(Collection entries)
──────────
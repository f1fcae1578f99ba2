//! Types for SSH key management
//!
//! Key types and the JSON records exchanged with the broker's
//! `/user/keys` resources.

use serde::{Deserialize, Serialize};
use std::str::FromStr;

use crate::error::KeysError;

/// Supported SSH key types
#[derive(Debug, Clone, Copy, PartialEq, Eq, Hash, Serialize, Deserialize)]
pub enum SshKeyType {
    /// RSA (`ssh-rsa`)
    #[serde(rename = "ssh-rsa")]
    Rsa,
    /// DSA (`ssh-dss`)
    #[serde(rename = "ssh-dss")]
    Dsa,
}

impl SshKeyType {
    /// OpenSSH wire token for this key type
    pub fn wire_name(&self) -> &'static str {
        match self {
            SshKeyType::Rsa => "ssh-rsa",
            SshKeyType::Dsa => "ssh-dss",
        }
    }

    /// Reverse mapping of [`SshKeyType::wire_name`]
    pub fn from_wire_name(token: &str) -> Option<Self> {
        match token {
            "ssh-rsa" => Some(SshKeyType::Rsa),
            "ssh-dss" => Some(SshKeyType::Dsa),
            _ => None,
        }
    }
}

impl std::fmt::Display for SshKeyType {
    fn fmt(&self, f: &mut std::fmt::Formatter<'_>) -> std::fmt::Result {
        f.write_str(self.wire_name())
    }
}

impl FromStr for SshKeyType {
    type Err = KeysError;

    fn from_str(s: &str) -> Result<Self, Self::Err> {
        Self::from_wire_name(s)
            .ok_or_else(|| KeysError::InvalidKeyFormat(format!("unknown key type: {s}")))
    }
}

// ============================================================
// Wire Records
// ============================================================

/// A key as the broker reports it
#[derive(Debug, Clone, PartialEq, Eq, Serialize, Deserialize)]
pub struct KeyRecord {
    pub name: String,
    #[serde(rename = "type")]
    pub key_type: SshKeyType,
    pub content: String,
}

/// Body of `POST /user/keys`
#[derive(Debug, Serialize)]
pub(crate) struct CreateKeyRequest<'a> {
    pub name: &'a str,
    #[serde(rename = "type")]
    pub key_type: SshKeyType,
    pub content: &'a str,
}

/// Body of `PUT /user/keys/{name}`
#[derive(Debug, Serialize)]
pub(crate) struct UpdateKeyRequest<'a> {
    #[serde(rename = "type")]
    pub key_type: SshKeyType,
    pub content: &'a str,
}

#[cfg(test)]
mod tests {
    use super::*;

    #[test]
    fn test_key_type_wire_names() {
        assert_eq!(SshKeyType::Rsa.to_string(), "ssh-rsa");
        assert_eq!(SshKeyType::Dsa.to_string(), "ssh-dss");
        assert_eq!("ssh-dss".parse::<SshKeyType>().unwrap(), SshKeyType::Dsa);
    }

    #[test]
    fn test_unknown_key_type_is_rejected() {
        let err = "ssh-ed25519".parse::<SshKeyType>().unwrap_err();
        assert!(matches!(err, KeysError::InvalidKeyFormat(_)));
        // Wire tokens are case-sensitive
        assert!(SshKeyType::from_wire_name("SSH-RSA").is_none());
    }

    #[test]
    fn test_key_record_serde() {
        let json = r#"{"name":"laptop","type":"ssh-dss","content":"AAAAB3NzaC1kc3M="}"#;
        let record: KeyRecord = serde_json::from_str(json).unwrap();

        assert_eq!(record.name, "laptop");
        assert_eq!(record.key_type, SshKeyType::Dsa);

        let request = CreateKeyRequest {
            name: &record.name,
            key_type: SshKeyType::Rsa,
            content: &record.content,
        };
        let value = serde_json::to_value(&request).unwrap();
        assert_eq!(value["type"], "ssh-rsa");
        assert_eq!(value["name"], "laptop");
    }

    #[test]
    fn test_unknown_type_in_record_fails_to_decode() {
        let json = r#"{"name":"k","type":"ssh-ed25519","content":"AAAA"}"#;
        assert!(serde_json::from_str::<KeyRecord>(json).is_err());
    }
}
──────────
*Task:*
Restate each entry above word for word.

*Written solution:*
repository f1fcae1578f99ba2
//! Types for SSH key management
//!
//! Key types and the JSON records exchanged with the broker's
//! `/user/keys` resources.

use serde::{Deserialize, Serialize};
use std::str::FromStr;

use crate::error::KeysError;

/// Supported SSH key types
#[derive(Debug, Clone, Copy, PartialEq, Eq, Hash, Serialize, Deserialize)]
pub enum SshKeyType {
    /// RSA (`ssh-rsa`)
    #[serde(rename = "ssh-rsa")]
    Rsa,
    /// DSA (`ssh-dss`)
    #[serde(rename = "ssh-dss")]
    Dsa,
}

impl SshKeyType {
    /// OpenSSH wire token for this key type
    pub fn wire_name(&self) -> &'static str {
        match self {
            SshKeyType::Rsa => "ssh-rsa",
            SshKeyType::Dsa => "ssh-dss",
        }
    }

    /// Reverse mapping of [`SshKeyType::wire_name`]
    pub fn from_wire_name(token: &str) -> Option<Self> {
        match token {
            "ssh-rsa" => Some(SshKeyType::Rsa),
            "ssh-dss" => Some(SshKeyType::Dsa),
            _ => None,
        }
    }
}

impl std::fmt::Display for SshKeyType {
    fn fmt(&self, f: &mut std::fmt::Formatter<'_>) -> std::fmt::Result {
        f.write_str(self.wire_name())
    }
}

impl FromStr for SshKeyType {
    type Err = KeysError;

    fn from_str(s: &str) -> Result<Self, Self::Err> {
        Self::from_wire_name(s)
            .ok_or_else(|| KeysError::InvalidKeyFormat(format!("unknown key type: {s}")))
    }
}

// ============================================================
// Wire Records
// ============================================================

/// A key as the broker reports it
#[derive(Debug, Clone, PartialEq, Eq, Serialize, Deserialize)]
pub struct KeyRecord {
    pub name: String,
    #[serde(rename = "type")]
    pub key_type: SshKeyType,
    pub content: String,
}

/// Body of `POST /user/keys`
#[derive(Debug, Serialize)]
pub(crate) struct CreateKeyRequest<'a> {
    pub name: &'a str,
    #[serde(rename = "type")]
    pub key_type: SshKeyType,
    pub content: &'a str,
}

/// Body of `PUT /user/keys/{name}`
#[derive(Debug, Serialize)]
pub(crate) struct UpdateKeyRequest<'a> {
    #[serde(rename = "type")]
    pub key_type: SshKeyType,
    pub content: &'a str,
}

#[cfg(test)]
mod tests {
    use super::*;

    #[test]
    fn test_key_type_wire_names() {
        assert_eq!(SshKeyType::Rsa.to_string(), "ssh-rsa");
        assert_eq!(SshKeyType::Dsa.to_string(), "ssh-dss");
        assert_eq!("ssh-dss".parse::<SshKeyType>().unwrap(), SshKeyType::Dsa);
    }

    #[test]
    fn test_unknown_key_type_is_rejected() {
        let err = "ssh-ed25519".parse::<SshKeyType>().unwrap_err();
        assert!(matches!(err, KeysError::InvalidKeyFormat(_)));
        // Wire tokens are case-sensitive
        assert!(SshKeyType::from_wire_name("SSH-RSA").is_none());
    }

    #[test]
    fn test_key_record_serde() {
        let json = r#"{"name":"laptop","type":"ssh-dss","content":"AAAAB3NzaC1kc3M="}"#;
        let record: KeyRecord = serde_json::from_str(json).unwrap();

        assert_eq!(record.name, "laptop");
        assert_eq!(record.key_type, SshKeyType::Dsa);

        let request = CreateKeyRequest {
            name: &record.name,
            key_type: SshKeyType::Rsa,
            content: &record.content,
        };
        let value = serde_json::to_value(&request).unwrap();
        assert_eq!(value["type"], "ssh-rsa");
        assert_eq!(value["name"], "laptop");
    }

    #[test]
    fn test_unknown_type_in_record_fails_to_decode() {
        let json = r#"{"name":"k","type":"ssh-ed25519","content":"AAAA"}"#;
        assert!(serde_json::from_str::<KeyRecord>(json).is_err());
    }
}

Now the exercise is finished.